Exercise details: Going from the top of the data below, give again each line through the one containing "use crate::vocab::MaterialTag;", both ends kept.

Given records:
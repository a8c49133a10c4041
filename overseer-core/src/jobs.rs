//! Phase job generation.
//!
//! Each phase assigns the player a task built from a template keyed by the
//! target object's material tags. Sampling excludes structural doors and
//! the last two picks so back-to-back phases never repeat an object.

use std::collections::VecDeque;

use rand::Rng;
use serde::{Deserialize, Serialize};
use uuid::Uuid;

use crate::vocab::MaterialTag;
use crate::world::{ObjectId, WorldObject};

/// A phase task. Ephemeral; replaced every phase.
#[derive(Debug, Clone, Serialize, Deserialize)]
pub struct Job {
    /// Job id.
    pub id: Uuid,
    /// Short title, shown as the speech headline.
    pub title: String,
    /// What Jacobs actually wants done.
    pub description: String,
    /// Display names of objects the review will look at.
    pub object_hints: Vec<String>,
}

impl Job {
    /// One-line form for prompts: `title — description`.
    #[must_use]
    pub fn summary(&self) -> String {
        format!("{} — {}", self.title, self.description)
    }
}

struct JobTemplate {
    tag: Option<MaterialTag>,
    title: &'static str,
    description: &'static str,
}

// First template whose tag matches wins; the tagless entry is the fallback.
const TEMPLATES: &[JobTemplate] = &[
    JobTemplate {
        tag: Some(MaterialTag::Flammable),
        title: "Fire-safety sweep",
        description: "Check the {object} and make sure nothing near it can catch fire.",
    },
    JobTemplate {
        tag: Some(MaterialTag::Electronic),
        title: "IT asset audit",
        description: "The {object} goes on the asset register. Inspect it and log its condition.",
    },
    JobTemplate {
        tag: Some(MaterialTag::Liquid),
        title: "Spill containment",
        description: "Deal with the {object} before facilities files another complaint.",
    },
    JobTemplate {
        tag: Some(MaterialTag::Fragile),
        title: "Careful handling",
        description: "Move the {object} somewhere sensible. Break it and it comes out of your pay.",
    },
    JobTemplate {
        tag: Some(MaterialTag::Paper),
        title: "Filing backlog",
        description: "Sort out the {object}. Compliance wants it done yesterday.",
    },
    JobTemplate {
        tag: Some(MaterialTag::Heavy),
        title: "Heavy lifting",
        description: "The {object} is in the wrong place. Fix that.",
    },
    JobTemplate {
        tag: Some(MaterialTag::Edible),
        title: "Break room duty",
        description: "Sort out the {object}. The break room is a disgrace.",
    },
    JobTemplate {
        tag: None,
        title: "General upkeep",
        description: "Give the {object} a once-over and report anything unusual.",
    },
];

fn template_for(object: &WorldObject) -> &'static JobTemplate {
    TEMPLATES
        .iter()
        .find(|t| match t.tag {
            Some(tag) => object.tags.contains(&tag),
            None => true,
        })
        .unwrap_or(&TEMPLATES[TEMPLATES.len() - 1])
}

/// Job sampler with repeat suppression.
#[derive(Debug, Default)]
pub struct JobGenerator {
    recent: VecDeque<ObjectId>,
}

impl JobGenerator {
    /// Create a generator with no pick history.
    #[must_use]
    pub fn new() -> Self {
        Self::default()
    }

    /// Sample the next job from `catalog`.
    ///
    /// Doors are excluded by the catalog itself; this additionally excludes
    /// the last two picked objects unless nothing else remains. Returns
    /// `None` only for an empty catalog.
    pub fn next_job<R: Rng + ?Sized>(
        &mut self,
        catalog: &[WorldObject],
        rng: &mut R,
    ) -> Option<Job> {
        if catalog.is_empty() {
            return None;
        }

        let mut pool: Vec<&WorldObject> = catalog
            .iter()
            .filter(|o| !self.recent.contains(&o.id))
            .collect();
        if pool.is_empty() {
            pool = catalog.iter().collect();
        }

        let picked = pool[rng.gen_range(0..pool.len())].clone();

        self.recent.push_back(picked.id);
        while self.recent.len() > 2 {
            self.recent.pop_front();
        }

        let template = template_for(&picked);
        Some(Job {
            id: Uuid::new_v4(),
            title: template.title.to_string(),
            description: template.description.replace("{object}", &picked.name),
            object_hints: vec![picked.name],
        })
    }
}

#[cfg(test)]
mod tests {
    use super::*;
    use rand::SeedableRng;
    use rand::rngs::StdRng;

    fn catalog(names: &[(&str, MaterialTag)]) -> Vec<WorldObject> {
        names
            .iter()
            .map(|(name, tag)| WorldObject::new(*name, vec![*tag]))
            .collect()
    }

    #[test]
    fn templates_follow_tags() {
        let objects = catalog(&[("Space Heater", MaterialTag::Flammable)]);
        let mut rng = StdRng::seed_from_u64(7);
        let job = JobGenerator::new().next_job(&objects, &mut rng).expect("job");

        assert_eq!(job.title, "Fire-safety sweep");
        assert!(job.description.contains("Space Heater"));
        assert_eq!(job.object_hints, vec!["Space Heater".to_string()]);
    }

    #[test]
    fn untagged_matches_fall_back_to_generic() {
        let objects = vec![WorldObject::new("Mystery Box", vec![MaterialTag::Magnetic])];
        let mut rng = StdRng::seed_from_u64(7);
        let job = JobGenerator::new().next_job(&objects, &mut rng).expect("job");
        assert_eq!(job.title, "General upkeep");
    }

    #[test]
    fn recent_picks_are_excluded() {
        let objects = catalog(&[
            ("A", MaterialTag::Paper),
            ("B", MaterialTag::Paper),
            ("C", MaterialTag::Paper),
        ]);
        let mut generator = JobGenerator::new();
        let mut rng = StdRng::seed_from_u64(42);

        let first = generator.next_job(&objects, &mut rng).expect("job");
        let second = generator.next_job(&objects, &mut rng).expect("job");
        let third = generator.next_job(&objects, &mut rng).expect("job");

        assert_ne!(first.object_hints, second.object_hints);
        assert_ne!(second.object_hints, third.object_hints);
        assert_ne!(first.object_hints, third.object_hints);
    }

    #[test]
    fn exhausted_pool_reuses_recent_picks() {
        let objects = catalog(&[("Only", MaterialTag::Paper)]);
        let mut generator = JobGenerator::new();
        let mut rng = StdRng::seed_from_u64(1);

        // With a one-object catalog the exclusion list must not deadlock.
        for _ in 0..3 {
            let job = generator.next_job(&objects, &mut rng).expect("job");
            assert_eq!(job.object_hints, vec!["Only".to_string()]);
        }
    }

    #[test]
    fn empty_catalog_yields_none() {
        let mut rng = StdRng::seed_from_u64(1);
        assert!(JobGenerator::new().next_job(&[], &mut rng).is_none());
    }
}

Solution for this task:
repository a8c49133a10c4041
filename overseer-core/src/jobs.rs
//! Phase job generation.
//!
//! Each phase assigns the player a task built from a template keyed by the
//! target object's material tags. Sampling excludes structural doors and
//! the last two picks so back-to-back phases never repeat an object.

use std::collections::VecDeque;

use rand::Rng;
use serde::{Deserialize, Serialize};
use uuid::Uuid;

use crate::vocab::MaterialTag;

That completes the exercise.